Als we weer terug zijn in het Icefield Centre besluiten we meteen te gaan rijden, want inmiddels is het al bijna 5 uur en we moeten nog een heel eind.
Ondanks het feit dat het nu zeker niet meer helder is en sommige bergtoppen niet te zien zijn, blijft de rit fenomenaal. We merken wel dat we nauwelijks meer stoppen, omdat het bijna lijkt alsof we al gewend zijn geraakt aan al dat moois. Dat is gelukkig niet zo, maar ja, we willen ook nog wel voor het donker het eindpunt halen.
Sunwapta Falls
Na eenhalf uurtje rijden stoppen we. We gaan weer een heel klein stukje wandelen om bij de Sunwapta waterval te komen. Een van de vele watervallen hier in de bergen. Deze is wel interessant omdat hij dwars door een rotswand heen lijkt te snijden. Dat is feitelijk ook wel waar, alleen heeft het duizenden jaren (langer?) geduurd voor het geworden is wat het nu is.
Athabasca Falls
De laatste stop van vandaag is zo’n 30km voor we bij Jasper aankomen. Een heel populaire stop met een enorme parkeerplaats. Die bijna leeg is. Da’s mooi, dan kunnen we rustig kijken bij deze waterval. Je zou denken dat het saai wordt om die watervallen te bekijken, maar dat is simpelweg niet zo. En deze waterval is weer zo mooi omdat hij relatief groot is. En je kunt heel dichtbij de waterval komen, zodat je een beeld hebt over de enorme hoeveelheid gletsjerwater die met een gigantische kracht die waterval afduikt.

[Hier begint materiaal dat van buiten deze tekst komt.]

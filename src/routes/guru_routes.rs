use std::sync::Arc;

use axum::extract::{Path, State};
use axum::routing::{get, post};
use axum::{Json, Router};
use serde::{Deserialize, Serialize};
use validator::Validate;

use guru_question_entity::{GuruQuestion, GuruQuestionDbService, GuruQuestionView};
use local_user_entity::{LocalUserDbService, UserProfileView};

use crate::entities::guru::guru_question_entity;
use crate::entities::user_auth::local_user_entity;
use crate::middleware::ctx::Ctx;
use crate::middleware::error::{AppError, CtxResult};
use crate::middleware::mw_ctx::CtxState;
use crate::middleware::utils::db_utils::IdentIdName;
use crate::middleware::utils::extractor_utils::JsonOrFormValidated;
use crate::middleware::utils::string_utils::get_string_thing;

pub fn routes() -> Router<Arc<CtxState>> {
    Router::new()
        .route("/api/gurus", get(get_gurus))
        .route(
            "/api/gurus/:user_id/questions",
            get(get_guru_questions).post(ask_question),
        )
        .route("/api/guru-questions/:question_id/answer", post(answer_question))
}

#[derive(Deserialize, Serialize, Validate)]
pub struct QuestionInput {
    #[validate(length(min = 5, message = "Min 5 characters"))]
    pub question: String,
}

#[derive(Deserialize, Serialize, Validate)]
pub struct AnswerInput {
    #[validate(length(min = 1, message = "Min 1 character"))]
    pub answer: String,
}

async fn get_gurus(
    State(state): State<Arc<CtxState>>,
    ctx: Ctx,
) -> CtxResult<Json<Vec<UserProfileView>>> {
    let gurus = LocalUserDbService {
        db: &state.db.client,
        ctx: &ctx,
    }
    .get_gurus()
    .await?;
    Ok(Json(gurus))
}

async fn ask_question(
    State(state): State<Arc<CtxState>>,
    ctx: Ctx,
    Path(user_id): Path<String>,
    JsonOrFormValidated(input): JsonOrFormValidated<QuestionInput>,
) -> CtxResult<Json<GuruQuestionView>> {
    let user_db_service = LocalUserDbService {
        db: &state.db.client,
        ctx: &ctx,
    };
    let asked_by = user_db_service.get_ctx_user_thing().await?;

    let guru = user_db_service
        .get(IdentIdName::Id(get_string_thing(user_id)?))
        .await?;
    if !guru.is_guru {
        return Err(ctx.to_ctx_error(AppError::Generic {
            description: "User is not a guru".to_string(),
        }));
    }
    let guru_id = guru.id.ok_or(ctx.to_ctx_error(AppError::Generic {
        description: "Guru without id".to_string(),
    }))?;

    let question_db_service = GuruQuestionDbService {
        db: &state.db.client,
        ctx: &ctx,
    };
    let question = question_db_service
        .create(GuruQuestion {
            id: None,
            guru: guru_id,
            asked_by,
            question: input.question,
            answer: None,
            answered_at: None,
            created_at: None,
        })
        .await?;

    let question_id = question.id.ok_or(ctx.to_ctx_error(AppError::Generic {
        description: "Question created without id".to_string(),
    }))?;
    let view = question_db_service
        .get_view(&IdentIdName::Id(question_id))
        .await?;
    Ok(Json(view))
}

async fn get_guru_questions(
    State(state): State<Arc<CtxState>>,
    ctx: Ctx,
    Path(user_id): Path<String>,
) -> CtxResult<Json<Vec<GuruQuestionView>>> {
    let questions = GuruQuestionDbService {
        db: &state.db.client,
        ctx: &ctx,
    }
    .list_by_guru_desc(get_string_thing(user_id)?)
    .await?;
    Ok(Json(questions))
}

async fn answer_question(
    State(state): State<Arc<CtxState>>,
    ctx: Ctx,
    Path(question_id): Path<String>,
    JsonOrFormValidated(input): JsonOrFormValidated<AnswerInput>,
) -> CtxResult<Json<GuruQuestionView>> {
    let user = LocalUserDbService {
        db: &state.db.client,
        ctx: &ctx,
    }
    .get_ctx_user_thing()
    .await?;

    let question_db_service = GuruQuestionDbService {
        db: &state.db.client,
        ctx: &ctx,
    };
    let question_thing = get_string_thing(question_id)?;
    let question = question_db_service
        .get(IdentIdName::Id(question_thing.clone()))
        .await?;

    if question.guru != user {
        return Err(ctx.to_ctx_error(AppError::AuthorizationFail {
            required: "addressed guru".to_string(),
        }));
    }

    question_db_service
        .set_answer(question_thing.clone(), input.answer)
        .await?;
    let view = question_db_service
        .get_view(&IdentIdName::Id(question_thing))
        .await?;
    Ok(Json(view))
}
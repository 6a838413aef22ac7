use argon2::{
    password_hash::{rand_core::OsRng, PasswordHash, PasswordHasher, PasswordVerifier, SaltString},
    Argon2,
};

pub fn hash_password(pwd: &str) -> Result<String, String> {
    let salt = SaltString::generate(&mut OsRng);
    let argon2 = Argon2::default();
    match argon2.hash_password(pwd.as_bytes(), &salt) {
        Ok(hash) => Ok(hash.to_string()),
        Err(err) => Err(err.to_string()),
    }
}

pub fn verify_password(hash: &str, pwd: &str) -> bool {
    let parsed_hash = match PasswordHash::new(hash) {
        Ok(h) => h,
        Err(_) => return false,
    };
    Argon2::default()
        .verify_password(pwd.as_bytes(), &parsed_hash)
        .is_ok()
}
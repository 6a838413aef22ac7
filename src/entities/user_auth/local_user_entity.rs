use serde::{Deserialize, Serialize};
use surrealdb::sql::Thing;

use crate::database::client::Db;
use crate::middleware;
use middleware::error::AppError::EntityFailIdNotFound;
use middleware::utils::db_utils::{
    exists_entity, get_entity, get_entity_view, with_not_found_err, IdentIdName, RecordWithId,
    ViewFieldSelector,
};
use middleware::utils::string_utils::get_string_thing;
use middleware::{
    ctx::Ctx,
    error::{AppError, CtxError, CtxResult},
};

#[derive(Clone, Debug, Serialize, Deserialize, Default)]
pub struct LocalUser {
    #[serde(skip_serializing_if = "Option::is_none")]
    pub id: Option<Thing>,
    pub username: String,
    #[serde(skip_serializing_if = "Option::is_none")]
    pub full_name: Option<String>,
    #[serde(skip_serializing_if = "Option::is_none")]
    pub bio: Option<String>,
    #[serde(skip_serializing_if = "Option::is_none")]
    pub image_uri: Option<String>,
    #[serde(default)]
    pub is_guru: bool,
}

/// Public profile shape returned by discovery and guru endpoints.
#[derive(Debug, Serialize, Deserialize)]
pub struct UserProfileView {
    pub id: Thing,
    pub username: String,
    #[serde(skip_serializing_if = "Option::is_none")]
    pub full_name: Option<String>,
    #[serde(skip_serializing_if = "Option::is_none")]
    pub bio: Option<String>,
    #[serde(skip_serializing_if = "Option::is_none")]
    pub image_uri: Option<String>,
    #[serde(default)]
    pub is_guru: bool,
}

impl ViewFieldSelector for UserProfileView {
    fn get_select_query_fields() -> String {
        "id, username, full_name, bio, image_uri, is_guru".to_string()
    }
}

pub struct LocalUserDbService<'a> {
    pub db: &'a Db,
    pub ctx: &'a Ctx,
}

pub const TABLE_NAME: &str = "local_user";

impl<'a> LocalUserDbService<'a> {
    pub async fn mutate_db(&self) -> Result<(), AppError> {
        let sql = format!("
    DEFINE TABLE IF NOT EXISTS {TABLE_NAME} SCHEMAFULL;
    DEFINE FIELD IF NOT EXISTS username ON TABLE {TABLE_NAME} TYPE string VALUE string::lowercase($value);
    DEFINE FIELD IF NOT EXISTS full_name ON TABLE {TABLE_NAME} TYPE option<string>;
    DEFINE FIELD IF NOT EXISTS bio ON TABLE {TABLE_NAME} TYPE option<string>;
    DEFINE FIELD IF NOT EXISTS image_uri ON TABLE {TABLE_NAME} TYPE option<string>;
    DEFINE FIELD IF NOT EXISTS is_guru ON TABLE {TABLE_NAME} TYPE bool DEFAULT false;
    DEFINE INDEX IF NOT EXISTS local_user_username_idx ON TABLE {TABLE_NAME} COLUMNS username UNIQUE;
    DEFINE INDEX IF NOT EXISTS local_user_is_guru_idx ON TABLE {TABLE_NAME} COLUMNS is_guru;
");
        let local_user_mutation = self.db.query(sql).await?;

        local_user_mutation
            .check()
            .expect("should mutate local_user");

        Ok(())
    }

    pub async fn get_ctx_user_thing(&self) -> CtxResult<Thing> {
        let created_by = self.ctx.user_id()?;
        let user_id = get_string_thing(created_by.clone())?;
        let existing_id = self.exists(IdentIdName::Id(user_id.clone())).await?;
        match existing_id {
            None => Err(self
                .ctx
                .to_ctx_error(EntityFailIdNotFound { ident: created_by })),
            Some(_uid) => Ok(user_id),
        }
    }

    pub async fn exists(&self, ident: IdentIdName) -> CtxResult<Option<String>> {
        exists_entity(self.db, TABLE_NAME.to_string(), &ident)
            .await
            .map(|r| r.map(|o| o.to_raw()))
    }

    pub async fn get(&self, ident: IdentIdName) -> CtxResult<LocalUser> {
        let opt = get_entity::<LocalUser>(self.db, TABLE_NAME.to_string(), &ident).await?;
        with_not_found_err(opt, self.ctx, ident.to_string().as_str())
    }

    pub async fn search(&self, find: String) -> CtxResult<Vec<UserProfileView>> {
        let qry = format!(
            "SELECT {} FROM {TABLE_NAME} WHERE username CONTAINS $find OR full_name CONTAINS $find;",
            UserProfileView::get_select_query_fields()
        );
        let res = self.db.query(qry).bind(("find", find.to_lowercase()));
        let res: Vec<UserProfileView> = res.await?.take(0)?;
        Ok(res)
    }

    pub async fn get_gurus(&self) -> CtxResult<Vec<UserProfileView>> {
        let qry = format!(
            "SELECT {} FROM {TABLE_NAME} WHERE is_guru = true ORDER BY username ASC;",
            UserProfileView::get_select_query_fields()
        );
        let res: Vec<UserProfileView> = self.db.query(qry).await?.take(0)?;
        Ok(res)
    }

    pub async fn set_guru(&self, user_id: Thing, is_guru: bool) -> CtxResult<()> {
        let res = self
            .db
            .query("UPDATE $user_id SET is_guru=$is_guru;")
            .bind(("user_id", user_id))
            .bind(("is_guru", is_guru))
            .await?;
        res.check()?;
        Ok(())
    }

    pub async fn get_view<T: for<'b> Deserialize<'b> + ViewFieldSelector>(
        &self,
        ident_id_name: IdentIdName,
    ) -> CtxResult<T> {
        let opt = get_entity_view::<T>(self.db, TABLE_NAME.to_string(), &ident_id_name).await?;
        with_not_found_err(opt, self.ctx, ident_id_name.to_string().as_str())
    }

    pub async fn create(&self, ct_input: LocalUser) -> CtxResult<String> {
        let local_user_id: String = self
            .db
            .create(TABLE_NAME)
            .content(ct_input)
            .await
            .map(|v: Option<RecordWithId>| v.unwrap().id.id.to_raw())
            .map(|id| format!("{TABLE_NAME}:{id}"))
            .map_err(CtxError::from(self.ctx))?;
        Ok(local_user_id)
    }

    pub async fn users_len(&self) -> CtxResult<i32> {
        let q = format!("SELECT count() FROM {TABLE_NAME} GROUP ALL;");
        let res: Option<i32> = self.db.query(q).await?.take("count")?;
        Ok(res.unwrap_or(0))
    }
}
#[macro_export]
macro_rules! test_with_server {
    ($name:ident, |$server:ident, $ctx_state:ident, $config:ident| $body:block) => {
        #[tokio::test(flavor = "multi_thread")]
        #[serial_test::serial]
        async fn $name() {
            use axum_test::{TestServer, TestServerConfig};
            use futures::FutureExt;
            use kindred_server::config::AppConfig;
            use kindred_server::database::client::{Database, DbConfig};
            use kindred_server::middleware::mw_ctx;
            use std::panic::resume_unwind;

            let $config = AppConfig {
                db_namespace: "test".to_string(),
                db_database: "test".to_string(),
                db_password: None,
                db_username: None,
                db_url: "mem://".to_string(),
                jwt_secret: "secret".to_string(),
                is_development: true,
                seed_demo_data: false,
                listen_port: 8080,
            };

            let $ctx_state = {
                let db = Database::connect(DbConfig {
                    url: &$config.db_url,
                    database: &$config.db_database,
                    namespace: &$config.db_namespace,
                    password: $config.db_password.as_deref(),
                    username: $config.db_username.as_deref(),
                })
                .await;

                kindred_server::init::run_migrations(&db).await.unwrap();
                mw_ctx::create_ctx_state(db, &$config)
            };

            let routes_all = kindred_server::init::main_router(&$ctx_state);

            let $server = TestServer::new_with_config(
                routes_all,
                TestServerConfig {
                    transport: None,
                    save_cookies: true,
                    expect_success_by_default: false,
                    restrict_requests_with_http_schema: false,
                    default_content_type: None,
                    default_scheme: None,
                },
            )
            .expect("Failed to create test server");

            let test_result = std::panic::AssertUnwindSafe(async {
                (|| async $body)().await;
            })
            .catch_unwind()
            .await;

            $ctx_state
                .db
                .client
                .query(format!("REMOVE DATABASE {};", $config.db_database))
                .await
                .expect("failed to remove database");

            if let Err(panic) = test_result {
                resume_unwind(panic);
            }
        }
    };
}
use std::sync::Arc;

use axum::extract::{Path, Query, State};
use axum::routing::get;
use axum::{Json, Router};
use serde::{Deserialize, Serialize};
use validator::Validate;

use community_entity::CommunityDbService;
use local_user_entity::LocalUserDbService;
use thread_entity::{Thread, ThreadDbService, ThreadView};

use crate::entities::community::{community_entity, thread_entity};
use crate::entities::user_auth::local_user_entity;
use crate::middleware::ctx::Ctx;
use crate::middleware::error::{AppError, CtxResult};
use crate::middleware::mw_ctx::CtxState;
use crate::middleware::utils::db_utils::IdentIdName;
use crate::middleware::utils::extractor_utils::{JsonOrFormValidated, ListParams};
use crate::middleware::utils::string_utils::get_string_thing;

pub fn routes() -> Router<Arc<CtxState>> {
    Router::new()
        .route(
            "/api/communities/:community_id/threads",
            get(list_threads).post(create_thread),
        )
        .route("/api/threads/:thread_id", get(get_thread))
}

#[derive(Deserialize, Serialize, Validate)]
pub struct ThreadInput {
    #[validate(length(min = 3, message = "Min 3 characters"))]
    pub title: String,
    #[validate(length(min = 1, message = "Min 1 character"))]
    pub content: String,
}

async fn create_thread(
    State(state): State<Arc<CtxState>>,
    ctx: Ctx,
    Path(community_id): Path<String>,
    JsonOrFormValidated(input): JsonOrFormValidated<ThreadInput>,
) -> CtxResult<Json<ThreadView>> {
    let created_by = LocalUserDbService {
        db: &state.db.client,
        ctx: &ctx,
    }
    .get_ctx_user_thing()
    .await?;

    let community = CommunityDbService {
        db: &state.db.client,
        ctx: &ctx,
    }
    .must_exist(IdentIdName::Id(get_string_thing(community_id)?))
    .await?;

    let thread_db_service = ThreadDbService {
        db: &state.db.client,
        ctx: &ctx,
    };
    let thread = thread_db_service
        .create(Thread {
            id: None,
            belongs_to: community,
            created_by,
            title: input.title,
            content: input.content,
            replies_nr: 0,
            created_at: None,
        })
        .await?;

    let thread_id = thread.id.ok_or(ctx.to_ctx_error(AppError::Generic {
        description: "Thread created without id".to_string(),
    }))?;
    let view = thread_db_service
        .get_view::<ThreadView>(&IdentIdName::Id(thread_id))
        .await?;
    Ok(Json(view))
}

async fn list_threads(
    State(state): State<Arc<CtxState>>,
    ctx: Ctx,
    Path(community_id): Path<String>,
    Query(params): Query<ListParams>,
) -> CtxResult<Json<Vec<ThreadView>>> {
    let community = CommunityDbService {
        db: &state.db.client,
        ctx: &ctx,
    }
    .must_exist(IdentIdName::Id(get_string_thing(community_id)?))
    .await?;

    let threads = ThreadDbService {
        db: &state.db.client,
        ctx: &ctx,
    }
    .get_by_community_desc_view::<ThreadView>(
        community,
        params.start.unwrap_or(0),
        params.count.unwrap_or(20),
    )
    .await?;
    Ok(Json(threads))
}

async fn get_thread(
    State(state): State<Arc<CtxState>>,
    ctx: Ctx,
    Path(thread_id): Path<String>,
) -> CtxResult<Json<ThreadView>> {
    let view = ThreadDbService {
        db: &state.db.client,
        ctx: &ctx,
    }
    .get_view::<ThreadView>(&IdentIdName::Id(get_string_thing(thread_id)?))
    .await?;
    Ok(Json(view))
}
use std::fmt;

use axum::{http::StatusCode, response::IntoResponse};
use serde::{Deserialize, Serialize};
use uuid::Uuid;

use crate::middleware::ctx::Ctx;

#[derive(Debug, PartialEq, Eq, Clone)]
pub struct CtxError {
    pub error: AppError,
    pub req_id: Uuid,
}

#[derive(Clone, Debug, PartialEq, Eq, Serialize, Deserialize)]
pub enum AppError {
    Generic { description: String },
    AuthenticationFail,
    RegisterFail,
    AuthorizationFail { required: String },
    EntityFailIdNotFound { ident: String },
    AuthFailNoJwtCookie,
    AuthFailJwtInvalid { source: String },
    AuthFailCtxNotInRequestExt,
    Serde { source: String },
    SurrealDb { source: String },
}

/// CtxError carries the req_id to report to the client and implements IntoResponse.
pub type CtxResult<T> = core::result::Result<T, CtxError>;
/// Any error for storing before composing a response.
/// For errors that either don't affect the response, or are built before attaching the req_id.
pub type AppResult<T> = core::result::Result<T, AppError>;

impl std::error::Error for AppError {}

// for slightly less verbose error mappings
impl CtxError {
    pub fn from<T: Into<AppError>>(ctx: &Ctx) -> impl FnOnce(T) -> CtxError + '_ {
        |err| CtxError {
            req_id: ctx.req_id(),
            error: err.into(),
        }
    }
}

impl From<surrealdb::Error> for CtxError {
    fn from(value: surrealdb::Error) -> Self {
        CtxError {
            req_id: Uuid::new_v4(),
            error: value.into(),
        }
    }
}

impl From<AppError> for CtxError {
    fn from(value: AppError) -> Self {
        CtxError {
            req_id: Uuid::new_v4(),
            error: value,
        }
    }
}

const INTERNAL: &str = "Internal error";

impl fmt::Display for AppError {
    fn fmt(&self, f: &mut fmt::Formatter<'_>) -> fmt::Result {
        match self {
            Self::Generic { description } => write!(f, "{description}"),
            Self::AuthenticationFail => write!(f, "Authentication failed"),
            Self::RegisterFail => write!(f, "Register fail"),
            Self::AuthorizationFail { .. } => write!(f, "not authorized"),
            Self::EntityFailIdNotFound { ident: id } => write!(f, "Record id= {id} not found"),
            Self::AuthFailNoJwtCookie => write!(f, "You are not logged in"),
            Self::AuthFailJwtInvalid { .. } => {
                write!(f, "The provided JWT token is not valid")
            }
            Self::Serde { source } => write!(f, "Serde error - {source}"),
            Self::AuthFailCtxNotInRequestExt => write!(f, "{INTERNAL}"),
            Self::SurrealDb { .. } => write!(f, "{INTERNAL}"),
        }
    }
}

#[derive(Serialize, Deserialize, Debug)]
pub struct ErrorResponseBody {
    error: String,
    req_id: String,
}

impl ErrorResponseBody {
    pub fn new(error: String, req_id: Option<String>) -> Self {
        ErrorResponseBody {
            error,
            req_id: req_id.unwrap_or_else(|| Uuid::new_v4().to_string()),
        }
    }

    pub fn get_err(&self) -> String {
        self.error.clone()
    }
}

impl From<ErrorResponseBody> for String {
    fn from(value: ErrorResponseBody) -> Self {
        serde_json::to_string(&value).unwrap()
    }
}

// REST error response
impl IntoResponse for CtxError {
    fn into_response(self) -> axum::response::Response {
        tracing::debug!("->> {:<12} - into_response - {self:?}", "ERROR");
        let status_code = match self.error {
            AppError::EntityFailIdNotFound { .. } => StatusCode::NOT_FOUND,
            AppError::Serde { .. } | AppError::Generic { .. } | AppError::SurrealDb { .. } => {
                StatusCode::BAD_REQUEST
            }
            AppError::AuthenticationFail
            | AppError::RegisterFail
            | AppError::AuthFailNoJwtCookie
            | AppError::AuthFailJwtInvalid { .. }
            | AppError::AuthorizationFail { .. }
            | AppError::AuthFailCtxNotInRequestExt => StatusCode::FORBIDDEN,
        };
        let err = self.error.clone();
        let body: String =
            ErrorResponseBody::new(self.error.to_string(), Some(self.req_id.to_string())).into();
        let mut response = (status_code, body).into_response();
        // Insert the real Error into the response - for the logger
        response.extensions_mut().insert(err);
        response
    }
}

// External Errors
impl From<serde_json::Error> for AppError {
    fn from(value: serde_json::Error) -> Self {
        Self::Serde {
            source: value.to_string(),
        }
    }
}

impl From<surrealdb::Error> for AppError {
    fn from(value: surrealdb::Error) -> Self {
        Self::SurrealDb {
            source: value.to_string(),
        }
    }
}

impl From<jsonwebtoken::errors::Error> for AppError {
    fn from(value: jsonwebtoken::errors::Error) -> Self {
        Self::AuthFailJwtInvalid {
            source: value.to_string(),
        }
    }
}

impl From<CtxError> for AppError {
    fn from(value: CtxError) -> Self {
        value.error
    }
}

impl From<validator::ValidationErrors> for CtxError {
    fn from(value: validator::ValidationErrors) -> Self {
        CtxError {
            req_id: Uuid::new_v4(),
            error: AppError::Generic {
                description: value.to_string(),
            },
        }
    }
}
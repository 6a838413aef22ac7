use dotenvy;

#[derive(Debug)]
pub struct AppConfig {
    pub db_namespace: String,
    pub db_database: String,
    pub db_password: Option<String>,
    pub db_username: Option<String>,
    pub db_url: String,
    pub jwt_secret: String,
    pub is_development: bool,
    pub seed_demo_data: bool,
    pub listen_port: u16,
}

impl AppConfig {
    pub fn from_env() -> Self {
        let _ = dotenvy::dotenv();
        let db_namespace = std::env::var("DB_NAMESPACE").unwrap_or("namespace".to_string());
        let db_database = std::env::var("DB_DATABASE").unwrap_or("database".to_string());
        let db_password = std::env::var("DB_PASSWORD").ok();
        let db_username = std::env::var("DB_USERNAME").ok();
        let db_url = std::env::var("DB_URL").expect("Missing DB_URL in env");

        let jwt_secret = std::env::var("JWT_SECRET").expect("Missing JWT_SECRET in env");

        let is_development = std::env::var("DEVELOPMENT")
            .expect("set DEVELOPMENT env var")
            .eq("true");

        let seed_demo_data = std::env::var("SEED_DEMO_DATA")
            .map(|v| v.eq("true"))
            .unwrap_or(is_development);

        let listen_port = std::env::var("LISTEN_PORT")
            .unwrap_or("8080".to_string())
            .parse()
            .expect("LISTEN_PORT should be number");

        Self {
            db_namespace,
            db_database,
            db_password,
            db_username,
            db_url,
            jwt_secret,
            is_development,
            seed_demo_data,
            listen_port,
        }
    }
}
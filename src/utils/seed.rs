use rand::seq::SliceRandom;
use surrealdb::sql::Thing;
use uuid::Uuid;

use crate::entities::community::community_entity::{Community, CommunityDbService};
use crate::entities::community::membership_entity::{CommunityMember, CommunityMemberDbService};
use crate::entities::community::reply_entity::{Reply, ReplyDbService};
use crate::entities::community::thread_entity::{Thread, ThreadDbService};
use crate::entities::user_auth::local_user_entity::LocalUserDbService;
use crate::middleware::ctx::Ctx;
use crate::middleware::error::{AppError, CtxResult};
use crate::middleware::mw_ctx::CtxState;
use crate::services::auth_service::{AuthRegisterInput, AuthService};

const DEMO_PASSWORD: &str = "demo-pass-123";
const STAGES: [&str; 3] = ["seeker", "practitioner", "mentor"];
const KINDS: [&str; 2] = ["local", "remote"];

/// Development-only demo content so a fresh instance has something to show.
pub async fn seed_demo_data(ctx_state: &CtxState) -> CtxResult<()> {
    let c = Ctx::new(Ok("seed_demo_data".to_string()), Uuid::new_v4());
    let db = &ctx_state.db.client;

    let user_db_service = LocalUserDbService { db, ctx: &c };
    if user_db_service.users_len().await? > 0 {
        return Ok(());
    }

    let auth_service = AuthService::new(db, &c, &ctx_state.jwt);
    let mut users: Vec<Thing> = vec![];
    for username in ["sage_amara", "river", "tomas", "petra"] {
        let (_, user) = auth_service
            .register_password(AuthRegisterInput {
                username: username.to_string(),
                password: DEMO_PASSWORD.to_string(),
                full_name: None,
                bio: None,
                image_uri: None,
            })
            .await?;
        users.push(user.id.ok_or(c.to_ctx_error(AppError::Generic {
            description: "Seed user without id".to_string(),
        }))?);
    }
    user_db_service.set_guru(users[0].clone(), true).await?;

    let community = CommunityDbService { db, ctx: &c }
        .create_update(Community {
            id: None,
            name_uri: "stillwater".to_string(),
            title: "Stillwater Circle".to_string(),
            about: Some("A quiet corner for daily practice notes.".to_string()),
            created_by: users[0].clone(),
            created_at: None,
        })
        .await?;
    let community_id = community.id.ok_or(c.to_ctx_error(AppError::Generic {
        description: "Seed community without id".to_string(),
    }))?;

    let member_db_service = CommunityMemberDbService { db, ctx: &c };
    let mut rng = rand::thread_rng();
    for user in users.iter() {
        member_db_service
            .join(CommunityMember {
                id: None,
                community: community_id.clone(),
                user: user.clone(),
                stage: STAGES.choose(&mut rng).map(|s| s.to_string()),
                kind: KINDS.choose(&mut rng).map(|s| s.to_string()),
                joined_at: None,
            })
            .await?;
    }

    let thread_db_service = ThreadDbService { db, ctx: &c };
    let thread = thread_db_service
        .create(Thread {
            id: None,
            belongs_to: community_id,
            created_by: users[1].clone(),
            title: "How do you keep a morning routine?".to_string(),
            content: "Mine keeps falling apart after a week or two.".to_string(),
            replies_nr: 0,
            created_at: None,
        })
        .await?;
    let thread_id = thread.id.ok_or(c.to_ctx_error(AppError::Generic {
        description: "Seed thread without id".to_string(),
    }))?;

    // a small nested conversation so the card view has something to stack
    let reply_db_service = ReplyDbService { db, ctx: &c };
    let first = reply_db_service
        .create(Reply {
            id: None,
            belongs_to: thread_id.clone(),
            created_by: users[0].clone(),
            parent_reply: None,
            content: "Start smaller than feels useful.".to_string(),
            created_at: None,
        })
        .await?;
    let follow_up = reply_db_service
        .create(Reply {
            id: None,
            belongs_to: thread_id.clone(),
            created_by: users[2].clone(),
            parent_reply: first.id.clone(),
            content: "Smaller how? Five minutes?".to_string(),
            created_at: None,
        })
        .await?;
    reply_db_service
        .create(Reply {
            id: None,
            belongs_to: thread_id.clone(),
            created_by: users[0].clone(),
            parent_reply: follow_up.id.clone(),
            content: "Two. You can always stay longer.".to_string(),
            created_at: None,
        })
        .await?;
    reply_db_service
        .create(Reply {
            id: None,
            belongs_to: thread_id.clone(),
            created_by: users[3].clone(),
            parent_reply: None,
            content: "Anchoring it to coffee worked for me.".to_string(),
            created_at: None,
        })
        .await?;
    for _ in 0..4 {
        thread_db_service.increase_replies_nr(thread_id.clone()).await?;
    }

    Ok(())
}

Nee, het verveelt niet.
Jasper
En uiteindelijk komen we rond 19:00 uur in Jasper aan. Het laatste uur hebben we niet zoveel verkeer gezien, waarschijnlijk omdat het al laat was. en dan heeft het niet veel zin de Icefields Parkway te rijden. Maar in Jasper is het weer wat drukker. Het is een klein langgerekt stadje, vol met hotels, winkels en restaurants. Alleen ziet het er allemaal veel vriendelijker uit dan Banff.
Hoe het echt is weten we later deze week, want wij rijden door naar Hinton, een klein uur verderop. Dat was nl de enige plek waar we afgelopen week een kamer konden vinden. Nu we door Jasper heenrijden zien we echter wel hier en daar ‘vacancy’ staan, dus we hadden hier ook kunnen slapen vanavond. Ach, het geeft niet, we rijden nog wel even door.
Dat laatste stuk is alleen een drama, vergeleken bij de rest van de dag. Het is gaan regenen, hard gaan regenen. En van Jasper tot Hinton regent het. De weg is druk, het begint donker te worden: bah. Nou ja, als dat het enige is….
In Hinton checken we in en gaan we meteen naar een sportbar hier om de hoek om snel nog wat te eten en na te genieten van vandaag. Het was een epische dag, om maar in superlatieven te blijven praten. Hoe kunnen we dat de rest van de vakantie nou nog verbeteren? We gaan het zien: morgen meteen de eerste poging.